Most of the aegir hierarchy is owned by aegir.aegir, which means that only the aegir user can modify files or write to the directories. The "files" directory is owned by aegir.www-data with permissions set to 770. That means the apache user can't write files into the sites/all/modules or sites/all/themes directory. I changed the group to www-data and was able to install modules, but it would be better if group or permissions could be changed >> install module >> change back to avoid a permanent security issue, or if an aegir task was initiated to install the module/app.

August1914’s picture

There are several directory locations which need to be writable by "group";
first, temporary directory, as you set at in admin/config/media/file-system. This is where the file will be downloaded to. Second, the sites install directory (sites/default or sites/my.example.com), then finally the target location (sites/all/modules or sites/my.example.com/modules).

http://drupal.org/node/1479164 suggests that checking that the site install dir is writable is incorrect; that the installer should check if the target location is writable, instead of the checking the site install directory (where it isn't going to install anything anyway.)

Maybe I don't understand the big picture, but it seems that the switch to FTP should perhaps happen if there are no rights to the temporary files location, but, in the scenario I'm seeing, we have successfully downloaded the files to sites/my.example.com/temporary, and switch to FTP because sites/my.example.com is not writable by group, so how is FTP going to help me out at this point?

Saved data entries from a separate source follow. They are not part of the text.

//! Multi-step exchanges built on top of a [`Connection`].

use std::{future::Future, time::Duration};

use log::{debug, warn};
use tokio::time::Instant;
use vend_protocol::{DecodedFrame, Frame};

use crate::Connection;

pub trait Command {
    type Output;

    fn execute<C: Connection + ?Sized>(
        self,
        connection: &mut C,
    ) -> impl Future<Output = Result<Self::Output, C::Error>>;
}

/// Sends a frame and waits for the reply carrying the same message index.
///
/// Frames with another index that arrive in the meantime are logged and
/// dropped. Each attempt gets the full `timeout`.
#[derive(Debug, Clone, PartialEq, Eq)]
pub struct Request {
    pub frame: Frame,
    pub timeout: Duration,
    pub retries: usize,
}

impl Request {
    pub fn new(frame: Frame) -> Self {
        Self {
            frame,
            timeout: Duration::from_millis(500),
            retries: 2,
        }
    }

    async fn await_reply<C: Connection + ?Sized>(
        &self,
        connection: &mut C,
    ) -> Result<DecodedFrame, C::Error> {
        let deadline = Instant::now() + self.timeout;

        loop {
            let remaining = deadline.saturating_duration_since(Instant::now());
            let reply = connection.recv(remaining).await?;

            if reply.index == self.frame.index() {
                return Ok(reply);
            }
            debug!(
                "Dropping reply with index {} while waiting for {}",
                reply.index,
                self.frame.index()
            );
        }
    }
}

impl Command for Request {
    type Output = DecodedFrame;

    async fn execute<C: Connection + ?Sized>(
        self,
        connection: &mut C,
    ) -> Result<Self::Output, C::Error> {
        let mut attempt = 0;

        loop {
            connection.send(&self.frame).await?;
            match self.await_reply(connection).await {
                Ok(reply) => return Ok(reply),
                Err(e) if attempt < self.retries => {
                    warn!(
                        "No reply to index {}: {}. Retrying...",
                        self.frame.index(),
                        e
                    );
                    attempt += 1;
                }
                Err(e) => return Err(e),
            }
        }
    }
}

/// Hands out message indices for consecutive requests.
///
/// Starts at the terminal's default index and wraps around after `0xFF`.
#[derive(Debug, Clone, Copy, PartialEq, Eq)]
pub struct IndexSequence {
    next: u8,
}

impl IndexSequence {
    pub const DEFAULT_START: u8 = 32;

    pub const fn starting_at(index: u8) -> Self {
        Self { next: index }
    }

    /// Returns the next index and advances the sequence.
    pub fn advance(&mut self) -> u8 {
        let index = self.next;
        self.next = self.next.wrapping_add(1);
        index
    }

    /// Builds a [`Request`] for `command` and `data` using the next index.
    pub fn request(
        &mut self,
        command: &str,
        data: &str,
    ) -> Result<Request, vend_protocol::EncodeError> {
        let frame = Frame::new(self.advance(), command, data)?;
        Ok(Request::new(frame))
    }
}

impl Default for IndexSequence {
    fn default() -> Self {
        Self::starting_at(Self::DEFAULT_START)
    }
}

#[cfg(test)]
mod tests {
    use super::*;

    #[test]
    fn sequence_wraps() {
        let mut sequence = IndexSequence::starting_at(0xFE);

        assert_eq!(sequence.advance(), 0xFE);
        assert_eq!(sequence.advance(), 0xFF);
        assert_eq!(sequence.advance(), 0x00);
    }

    #[test]
    fn sequence_builds_requests() {
        let mut sequence = IndexSequence::default();

        let first = sequence.request("107", "510").unwrap();
        let second = sequence.request("107", "").unwrap();

        assert_eq!(first.frame.index(), 32);
        assert_eq!(first.frame.data(), "510");
        assert_eq!(second.frame.index(), 33);
        assert_eq!(second.retries, 2);
    }
}
//! Frame buffer for accumulating partial reads.
//!
//! Serial reads hand over whatever bytes have arrived, so a frame may be split
//! across any number of reads. [`FrameBuffer`] keeps the leftovers and cuts
//! complete frames off the front as soon as their length field says they are
//! whole.
//!
//! # Example
//!
//! ```
//! use vend_protocol::{FrameBuffer, decode, encode};
//!
//! let frame = encode("32", "107", "1").unwrap();
//! let mut buffer = FrameBuffer::new();
//!
//! assert!(buffer.push(&frame[..5]).unwrap().is_empty());
//! let frames = buffer.push(&frame[5..]).unwrap();
//!
//! assert_eq!(decode(&frames[0]).unwrap().command, "107");
//! ```

use alloc::vec::Vec;
use bytes::{Buf, Bytes, BytesMut};

use crate::{FRAME_OVERHEAD, START_MARKER, decode::DecodeError, frame::read_length_field};

/// Start marker plus the three length digits.
const PREFIX_SIZE: usize = 4;

/// Buffer for accumulating incoming bytes and extracting complete frames.
#[derive(Debug, Default)]
pub struct FrameBuffer {
    buffer: BytesMut,
    /// Error found while draining a push that already produced frames.
    pending_error: Option<DecodeError>,
}

impl FrameBuffer {
    /// Creates a new frame buffer sized for a handful of frames.
    pub fn new() -> Self {
        Self::with_capacity(4 * 1024)
    }

    pub fn with_capacity(capacity: usize) -> Self {
        Self {
            buffer: BytesMut::with_capacity(capacity),
            pending_error: None,
        }
    }

    /// Pushes data into the buffer and extracts all complete frames.
    ///
    /// # Errors
    ///
    /// Returns an error for a malformed length field. If frames were already
    /// extracted by this call they are returned instead, and the error is
    /// reported by the next call to [`next_frame`](Self::next_frame) or
    /// [`push`](Self::push).
    pub fn push(&mut self, data: &[u8]) -> Result<Vec<Bytes>, DecodeError> {
        self.extend(data);

        let mut frames = Vec::new();
        loop {
            match self.next_frame() {
                Ok(Some(frame)) => frames.push(frame),
                Ok(None) => break,
                Err(e) if frames.is_empty() => return Err(e),
                Err(e) => {
                    self.pending_error = Some(e);
                    break;
                }
            }
        }

        Ok(frames)
    }

    /// Appends data to the buffer without extracting frames.
    pub fn extend(&mut self, data: &[u8]) {
        self.buffer.extend_from_slice(data);
    }

    /// Tries to cut one complete frame off the front of the buffer.
    ///
    /// Returns:
    /// - `Ok(Some(frame))` if a complete frame was extracted
    /// - `Ok(None)` if more data is needed
    /// - `Err(...)` if the frame at the front has a malformed length field.
    ///   Its start marker is dropped so the next call resynchronises.
    pub fn next_frame(&mut self) -> Result<Option<Bytes>, DecodeError> {
        if let Some(e) = self.pending_error.take() {
            return Err(e);
        }

        // Anything before a start marker cannot belong to a frame.
        match self.buffer.iter().position(|&byte| byte == START_MARKER) {
            Some(0) => {}
            Some(skip) => {
                self.buffer.advance(skip);
            }
            None => {
                self.buffer.clear();
                return Ok(None);
            }
        }

        if self.buffer.len() < PREFIX_SIZE {
            return Ok(None);
        }

        let length = match read_length_field(&self.buffer) {
            Ok(length) => length,
            Err(e) => {
                self.buffer.advance(1);
                return Err(e);
            }
        };

        let size = length + FRAME_OVERHEAD;
        if self.buffer.len() < size {
            return Ok(None);
        }

        Ok(Some(self.buffer.split_to(size).freeze()))
    }

    /// Get the number of buffered bytes.
    pub fn len(&self) -> usize {
        self.buffer.len()
    }

    /// Check if the buffer is empty.
    pub fn is_empty(&self) -> bool {
        self.buffer.is_empty()
    }

    /// Clear the buffer and forget any pending error.
    pub fn clear(&mut self) {
        self.buffer.clear();
        self.pending_error = None;
    }
}
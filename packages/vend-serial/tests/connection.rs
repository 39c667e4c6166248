use std::time::Duration;

use tokio::io::{duplex, AsyncReadExt, AsyncWriteExt, DuplexStream};
use vend_serial::{
    commands::Request,
    protocol::{encode, Frame, FrameChecks, HexCase},
    settings::FrameOptions,
    stream::{SerialError, StreamConnection},
    ComState, Connection, MachineState,
};

const TIMEOUT: Duration = Duration::from_millis(100);

fn connect(options: FrameOptions) -> (StreamConnection<DuplexStream>, DuplexStream) {
    let (host, machine) = duplex(1024);
    (StreamConnection::new("pipe", host, options), machine)
}

#[tokio::test]
async fn sends_encoded_frame() {
    let (mut connection, mut machine) = connect(FrameOptions::default());

    let frame = Frame::parse("32", "107", "1").unwrap();
    connection.send(&frame).await.unwrap();

    let mut written = [0u8; 14];
    machine.read_exact(&mut written).await.unwrap();
    assert_eq!(&written[..], b"\x02005 107\x034091");
    assert_eq!(connection.com_state(), ComState::Idle);
    assert_eq!(connection.machine_state(), MachineState::Busy);
}

#[tokio::test]
async fn sends_upper_case_checksum() {
    let (mut connection, mut machine) = connect(FrameOptions {
        hex_case: HexCase::Upper,
        ..Default::default()
    });

    connection
        .send(&Frame::new(1, "200", "ABCDEF").unwrap())
        .await
        .unwrap();

    let mut written = vec![0u8; 19];
    machine.read_exact(&mut written).await.unwrap();
    assert_eq!(&written[15..], b"70D ");
}

#[tokio::test]
async fn receives_split_frames() {
    let (mut connection, mut machine) = connect(FrameOptions::default());

    let mut traffic = b"\r\n".to_vec();
    traffic.extend(encode("1", "100", "").unwrap());
    traffic.extend(encode("3", "200", "ABCDEF").unwrap());

    let writer = tokio::spawn(async move {
        for chunk in traffic.chunks(3) {
            machine.write_all(chunk).await.unwrap();
            tokio::task::yield_now().await;
        }
        machine
    });

    let first = connection.recv(TIMEOUT).await.unwrap();
    let second = connection.recv(TIMEOUT).await.unwrap();
    let _machine = writer.await.unwrap();

    assert_eq!((first.index, first.command.as_str()), (1, "100"));
    assert_eq!((second.index, second.data.as_str()), (3, "ABCDEF"));
    assert_eq!(connection.com_state(), ComState::Idle);
    assert_eq!(connection.machine_state(), MachineState::PowerOn);
}

#[tokio::test]
async fn times_out_mid_frame() {
    let (mut connection, mut machine) = connect(FrameOptions::default());

    let frame = encode("1", "107", "1").unwrap();
    machine.write_all(&frame[..6]).await.unwrap();

    let err = connection.recv(TIMEOUT).await.unwrap_err();
    assert!(matches!(err, SerialError::Timeout));
    assert_eq!(connection.com_state(), ComState::BusyOnReceive);
    assert_eq!(connection.buffered(), 6);

    // The rest of the frame completes it.
    machine.write_all(&frame[6..]).await.unwrap();
    let decoded = connection.recv(TIMEOUT).await.unwrap();
    assert_eq!(decoded.command, "107");
    assert_eq!(connection.com_state(), ComState::Idle);
}

#[tokio::test]
async fn times_out_when_silent() {
    let (mut connection, _machine) = connect(FrameOptions::default());

    let err = connection.recv(TIMEOUT).await.unwrap_err();
    assert!(matches!(err, SerialError::Timeout));
    assert_eq!(connection.com_state(), ComState::Idle);
}

#[tokio::test]
async fn skips_frames_failing_checks() {
    let (mut connection, mut machine) = connect(FrameOptions {
        checks: FrameChecks::CHECKSUM | FrameChecks::MARKERS,
        ..Default::default()
    });

    let mut corrupted = encode("1", "107", "1").unwrap();
    let last = corrupted.len() - 1;
    corrupted[last] = b'0';
    machine.write_all(&corrupted).await.unwrap();
    machine
        .write_all(&encode("2", "107", "2").unwrap())
        .await
        .unwrap();

    let decoded = connection.recv(TIMEOUT).await.unwrap();
    assert_eq!(decoded.index, 2);
}

#[tokio::test]
async fn accepts_unverified_frames_by_default() {
    let (mut connection, mut machine) = connect(FrameOptions::default());

    let mut corrupted = encode("1", "107", "1").unwrap();
    let last = corrupted.len() - 1;
    corrupted[last] = b'0';
    machine.write_all(&corrupted).await.unwrap();

    let decoded = connection.recv(TIMEOUT).await.unwrap();
    assert!(decoded.verify_checksum().is_err());
}

#[tokio::test]
async fn handshake_retries() {
    let (mut connection, mut machine) = connect(FrameOptions::default());

    let responder = tokio::spawn(async move {
        let mut request = [0u8; 14];

        // Ignore the first attempt.
        machine.read_exact(&mut request).await.unwrap();
        machine.read_exact(&mut request).await.unwrap();
        machine
            .write_all(&encode("32", "107", "0").unwrap())
            .await
            .unwrap();
        machine
    });

    let frame = Frame::parse("32", "107", "1").unwrap();
    let reply = connection.handshake(&frame, TIMEOUT, 1).await.unwrap();
    let _machine = responder.await.unwrap();

    assert_eq!(reply.data, "0");
}

#[tokio::test]
async fn handshake_gives_up() {
    let (mut connection, _machine) = connect(FrameOptions::default());

    let frame = Frame::parse("32", "107", "1").unwrap();
    let err = connection.handshake(&frame, TIMEOUT, 2).await.unwrap_err();

    assert!(matches!(err, SerialError::Timeout));
}

#[tokio::test]
async fn request_matches_index() {
    let (mut connection, mut machine) = connect(FrameOptions::default());

    let responder = tokio::spawn(async move {
        let mut request = [0u8; 16];
        machine.read_exact(&mut request).await.unwrap();
        machine
            .write_all(&encode("9", "107", "stale").unwrap())
            .await
            .unwrap();
        machine
            .write_all(&encode("33", "107", "510").unwrap())
            .await
            .unwrap();
        machine
    });

    let request = Request::new(Frame::new(33, "107", "510").unwrap());
    let reply = connection.execute_command(request).await.unwrap();
    let _machine = responder.await.unwrap();

    assert_eq!((reply.index, reply.data.as_str()), (33, "510"));
}

#[tokio::test]
async fn closed_connection() {
    let (mut connection, mut machine) = connect(FrameOptions::default());

    connection.close().await.unwrap();
    assert_eq!(connection.machine_state(), MachineState::PowerOff);

    let mut rest = Vec::new();
    assert_eq!(machine.read_to_end(&mut rest).await.unwrap(), 0);

    let frame = Frame::new(1, "100", "").unwrap();
    assert!(matches!(
        connection.send(&frame).await,
        Err(SerialError::Closed)
    ));
}

#[tokio::test]
async fn peer_hangs_up() {
    let (mut connection, machine) = connect(FrameOptions::default());
    drop(machine);

    assert!(matches!(
        connection.recv(TIMEOUT).await,
        Err(SerialError::Closed)
    ));
}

In any case, let's move this issue over to project/apps, and see if we can get through it.

August1914’s picture

For reference, see function apps_install_downloads()
line 190 of apps.installer.inc

dwork’s picture

This issue seems to address a patch for D6, but not D7. http://drupal.org/node/1088472.

August1914’s picture

Consider that you can do the platform setup including apps with drush as root: site-install and the dl the apps (you'll need to enable them in order to get the dependencies installed). Then create the aegir platform; your aegir sites will come into the world with the apps in "disabled" state, rather than "available". From the site owner's perspective, it will be the same: they have a simple way to install (enable) the apps on their site. From the platform administrator's perspective, you keep apache in jail, and not even giving up much in exchange.